22 years ago, when The Green Patch was still Kettering Town Council’s unused allotments, Kate was part of the group that helped get this special community site up and running. A garden was soon built for children from the local estate and then as youth groups and schools approached, different pockets of the community began to get involved in what would become a shared green space and community hub providing local people with opportunities for healthy eating, wellbeing, and educational services.
Kate has been back at The Green Patch for the past three years, after no longer being able to tend to her own allotment due to surgery. She missed being outside and gets joy from coming to The Green Patch, no matter the season. The most rewarding part for her is being able to engage with community volunteers with learning disabilities, some who can neither read nor write. She helps them join in and work hard through encouragement and guidance; and despite Kate being limited with mobility, she can share her learned knowledge, enabling the other volunteers to carry out physical tasks. Together they are able to work as a team.

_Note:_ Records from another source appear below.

//! In-process stand-ins for backend processes.
//!
//! [`ScriptedLauncher`] hands the supervisor duplex pipes wired to a small scripted MCP server,
//! so supervision, correlation and sessions can be exercised without spawning anything.

use crate::backend::Backend;
use crate::manager::{BackendFactory, BackendManager};
use crate::registry::{BackendSpec, LaunchSpec, Registry};
use crate::remote::RemoteSettings;
use crate::session::{SessionManager, SessionSettings};
use crate::supervisor::{ChildControl, LaunchedProcess, Launcher, ProcessSettings};
use async_trait::async_trait;
use parking_lot::Mutex;
use serde_json::{Value, json};
use std::collections::{BTreeMap, HashMap};
use std::sync::Arc;
use std::sync::atomic::{AtomicUsize, Ordering};
use std::time::Duration;
use tokio::io::{AsyncBufReadExt, AsyncWriteExt, BufReader, DuplexStream};
use tokio::sync::{mpsc, watch};
use tokio_util::sync::CancellationToken;

const PIPE_BUFFER: usize = 64 * 1024;
const EXIT_KILLED: i32 = 137;
const EXIT_CRASHED: i32 = 1;

#[derive(Debug, Clone)]
pub(crate) struct EchoOptions {
    /// Write a non-JSON line before anything else.
    pub garbage_first: bool,
    /// Answer `initialize` with an error.
    pub fail_initialize: bool,
    /// Tools advertised by `tools/list`, one per page.
    pub tools: Vec<&'static str>,
}

impl Default for EchoOptions {
    fn default() -> Self {
        Self {
            garbage_first: false,
            fail_initialize: false,
            tools: vec!["echo"],
        }
    }
}

#[derive(Default)]
struct Recorder {
    launches: AtomicUsize,
    failing_launches: AtomicUsize,
    requests: AtomicUsize,
    notifications: Mutex<Vec<String>>,
    wire_ids: Mutex<Vec<i64>>,
    current_crash: Mutex<Option<CancellationToken>>,
    crash_by_backend: Mutex<HashMap<String, CancellationToken>>,
}

pub(crate) struct ScriptedLauncher {
    options: EchoOptions,
    recorder: Arc<Recorder>,
}

impl ScriptedLauncher {
    pub fn new(options: EchoOptions) -> Arc<Self> {
        Arc::new(Self {
            options,
            recorder: Arc::new(Recorder::default()),
        })
    }

    /// Launch attempts so far, failed ones included.
    pub fn launches(&self) -> usize {
        self.recorder.launches.load(Ordering::SeqCst)
    }

    /// Requests received across every scripted process.
    pub fn requests_seen(&self) -> usize {
        self.recorder.requests.load(Ordering::SeqCst)
    }

    pub fn notifications_seen(&self) -> Vec<String> {
        self.recorder.notifications.lock().clone()
    }

    /// Numeric request ids as they appeared on the scripted processes' stdin.
    pub fn wire_ids(&self) -> Vec<i64> {
        self.recorder.wire_ids.lock().clone()
    }

    /// Make the most recent process exit with a non-zero code.
    pub fn crash_current(&self) {
        if let Some(token) = self.recorder.current_crash.lock().as_ref() {
            token.cancel();
        }
    }

    /// Make the latest process of `backend` exit with a non-zero code.
    pub fn crash_backend(&self, backend: &str) {
        if let Some(token) = self.recorder.crash_by_backend.lock().get(backend) {
            token.cancel();
        }
    }

    /// The next `n` launch attempts fail to spawn.
    pub fn fail_next_launches(&self, n: usize) {
        self.recorder.failing_launches.store(n, Ordering::SeqCst);
    }
}

impl Launcher for ScriptedLauncher {
    fn launch(&self, backend: &str, _spec: &LaunchSpec) -> std::io::Result<LaunchedProcess> {
        self.recorder.launches.fetch_add(1, Ordering::SeqCst);
        let failing = self.recorder.failing_launches.fetch_update(
            Ordering::SeqCst,
            Ordering::SeqCst,
            |n| n.checked_sub(1),
        );
        if failing.is_ok() {
            return Err(std::io::Error::other(format!(
                "scripted launch of '{backend}' refused"
            )));
        }

        let (stdin, script_in) = tokio::io::duplex(PIPE_BUFFER);
        let (script_out, stdout) = tokio::io::duplex(PIPE_BUFFER);
        let (exit_tx, exit_rx) = watch::channel(None);
        let kill = CancellationToken::new();
        let crash = CancellationToken::new();
        *self.recorder.current_crash.lock() = Some(crash.clone());
        self.recorder
            .crash_by_backend
            .lock()
            .insert(backend.to_string(), crash.clone());

        tokio::spawn(run_script(
            self.options.clone(),
            self.recorder.clone(),
            script_in,
            script_out,
            kill.clone(),
            crash,
            exit_tx,
        ));

        Ok(LaunchedProcess {
            pid: None,
            stdin: Box::new(stdin),
            stdout: Box::new(stdout),
            stderr: None,
            child: Box::new(ScriptedChild { exit: exit_rx, kill }),
        })
    }
}

struct ScriptedChild {
    exit: watch::Receiver<Option<i32>>,
    kill: CancellationToken,
}

#[async_trait]
impl ChildControl for ScriptedChild {
    async fn wait(&mut self) -> std::io::Result<Option<i32>> {
        match self.exit.wait_for(Option::is_some).await {
            Ok(code) => Ok(*code),
            Err(_) => Ok(None),
        }
    }

    async fn kill(&mut self) -> std::io::Result<()> {
        self.kill.cancel();
        Ok(())
    }
}

fn tool(name: &str) -> Value {
    json!({
        "name": name,
        "description": format!("scripted {name}"),
        "inputSchema": {"type": "object"}
    })
}

fn reply(id: &Value, result: Value) -> String {
    json!({"jsonrpc": "2.0", "id": id, "result": result}).to_string()
}

async fn run_script(
    options: EchoOptions,
    recorder: Arc<Recorder>,
    stdin: DuplexStream,
    mut stdout: DuplexStream,
    kill: CancellationToken,
    crash: CancellationToken,
    exit: watch::Sender<Option<i32>>,
) {
    let (out_tx, mut out_rx) = mpsc::unbounded_channel::<String>();
    let writer = tokio::spawn(async move {
        while let Some(line) = out_rx.recv().await {
            if stdout.write_all(line.as_bytes()).await.is_err()
                || stdout.write_all(b"\n").await.is_err()
            {
                break;
            }
        }
    });

    if options.garbage_first {
        let _ = out_tx.send("this is not json".to_string());
    }

    let mut tools: Vec<String> = options.tools.iter().map(|t| (*t).to_string()).collect();
    let mut lines = BufReader::new(stdin).lines();
    let code = loop {
        let line = tokio::select! {
            () = kill.cancelled() => break EXIT_KILLED,
            () = crash.cancelled() => break EXIT_CRASHED,
            line = lines.next_line() => line,
        };
        let Ok(Some(line)) = line else { break 0 };
        let Ok(msg) = serde_json::from_str::<Value>(&line) else {
            continue;
        };
        let Some(method) = msg.get("method").and_then(Value::as_str) else {
            continue;
        };
        let Some(id) = msg.get("id").cloned() else {
            recorder.notifications.lock().push(method.to_string());
            continue;
        };

        recorder.requests.fetch_add(1, Ordering::SeqCst);
        if let Some(n) = id.as_i64() {
            recorder.wire_ids.lock().push(n);
        }
        let params = msg.get("params").cloned().unwrap_or(Value::Null);

        match method {
            "initialize" if options.fail_initialize => {
                let _ = out_tx.send(
                    json!({
                        "jsonrpc": "2.0",
                        "id": id,
                        "error": {"code": -32603, "message": "scripted initialize failure"}
                    })
                    .to_string(),
                );
            }
            "initialize" => {
                let _ = out_tx.send(reply(
                    &id,
                    json!({
                        "protocolVersion": mcp_mux_protocol::MCP_PROTOCOL_VERSION,
                        "capabilities": {"tools": {"listChanged": true}},
                        "serverInfo": {"name": "scripted-echo", "version": "0.0.0"}
                    }),
                ));
            }
            "tools/list" => {
                let page = params
                    .get("cursor")
                    .and_then(Value::as_str)
                    .and_then(|c| c.parse::<usize>().ok())
                    .unwrap_or(0);
                let mut result = json!({
                    "tools": tools.get(page).map(|t| vec![tool(t)]).unwrap_or_default()
                });
                if page + 1 < tools.len() {
                    result["nextCursor"] = json!((page + 1).to_string());
                }
                let _ = out_tx.send(reply(&id, result));
            }
            "ping" => {
                let _ = out_tx.send(reply(&id, json!({})));
            }
            "announce" => {
                let _ = out_tx.send(
                    json!({
                        "jsonrpc": "2.0",
                        "method": "notifications/message",
                        "params": {"level": "info", "data": "hello"}
                    })
                    .to_string(),
                );
                let _ = out_tx.send(reply(&id, json!({})));
            }
            "add_tool" => {
                if let Some(name) = params.get("name").and_then(Value::as_str) {
                    tools.push(name.to_string());
                }
                let _ = out_tx.send(
                    json!({"jsonrpc": "2.0", "method": "notifications/tools/list_changed"})
                        .to_string(),
                );
                let _ = out_tx.send(reply(&id, json!({})));
            }
            _ => {
                let delay = params.get("delayMs").and_then(Value::as_u64).unwrap_or(0);
                let line = reply(&id, json!({ "echo": params }));
                if delay == 0 {
                    let _ = out_tx.send(line);
                } else {
                    let out = out_tx.clone();
                    tokio::spawn(async move {
                        tokio::time::sleep(Duration::from_millis(delay)).await;
                        let _ = out.send(line);
                    });
                }
            }
        }
    };

    // Dropping the writer closes stdout, which the reader sees as EOF.
    writer.abort();
    let _ = exit.send(Some(code));
}

/// Backoff and sweep intervals short enough for tests.
pub(crate) fn test_process_settings() -> ProcessSettings {
    ProcessSettings {
        startup_timeout: Duration::from_secs(2),
        restart_backoff_min: Duration::from_millis(10),
        restart_backoff_max: Duration::from_millis(40),
        sweep_interval: Duration::from_millis(10),
        probe_refreshes_tools: true,
        ..ProcessSettings::default()
    }
}

/// A manager plus session layer over one scripted backend named `echo`.
pub(crate) struct TestGateway {
    pub launcher: Arc<ScriptedLauncher>,
    pub manager: Arc<BackendManager>,
    pub sessions: Arc<SessionManager>,
}

impl TestGateway {
    pub async fn start(options: EchoOptions) -> Self {
        Self::start_with(options, |_| {}).await
    }

    pub async fn start_with(
        options: EchoOptions,
        configure: impl FnOnce(&mut SessionSettings),
    ) -> Self {
        let launcher = ScriptedLauncher::new(options);
        let factory = BackendFactory::new(
            launcher.clone(),
            test_process_settings(),
            RemoteSettings::default(),
        )
        .unwrap();
        let manager = Arc::new(BackendManager::new(Arc::new(Registry::new()), factory));
        manager
            .register(BackendSpec::process(
                "echo",
                LaunchSpec {
                    command: "scripted-echo".to_string(),
                    args: Vec::new(),
                    env: BTreeMap::new(),
                },
            ))
            .unwrap();
        assert_eq!(manager.start_all().await, 0, "scripted backend did not start");

        let mut settings = SessionSettings::default();
        configure(&mut settings);
        let sessions = Arc::new(SessionManager::new(manager.clone(), settings));
        Self {
            launcher,
            manager,
            sessions,
        }
    }

    pub fn backend(&self, name: &str) -> Arc<dyn Backend> {
        self.manager.get_backend(name).unwrap()
    }
}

When Kate first started volunteering three years ago, a task such as making of cup of tea was beyond the ability of some volunteers. Now they are comfortable and growing in confidence. There’s something for everyone, at every age, from gardening to doing the washing up and those having good days or bad! Little friendships have sprung up. It really is a community of people.
Kate hosts a singing group at The Green Patch for the volunteers once a month, usually playing ABBA or The Beatles on keyboard, for people to get involved and enjoy. After a couple of older volunteers who couldn’t read joined the group, Kate wrote to their family who set up a playlist of the songs for them to learn from memory. Next time they came down, they knew all of the words. It is this example that displays the inclusivity and generosity of people like Kate, who represent the ethos of The Green Patch.
Kate said:
I helped set this lovely space up 22 years ago. Kettering Town Council had allotments that weren’t being used and a group of us cultivated vegetables from one polytunnel and sold them out of the back of his car.
I’m a people person. The nice thing is we’ve made friends here. When you have friendships elsewhere, you have to text to arrange to meet people When you come to The Green Patch, you know that you’re going to see people you know.
The woman who named the community garden, ‘The Green Patch’, has been coming here for 22 years. At 86 years old, she walks a mile and a half from her house with her walking trolley and has a plot down here. That’s what I like about The Green Patch, it doesn’t matter what age you are – we all look out for each other.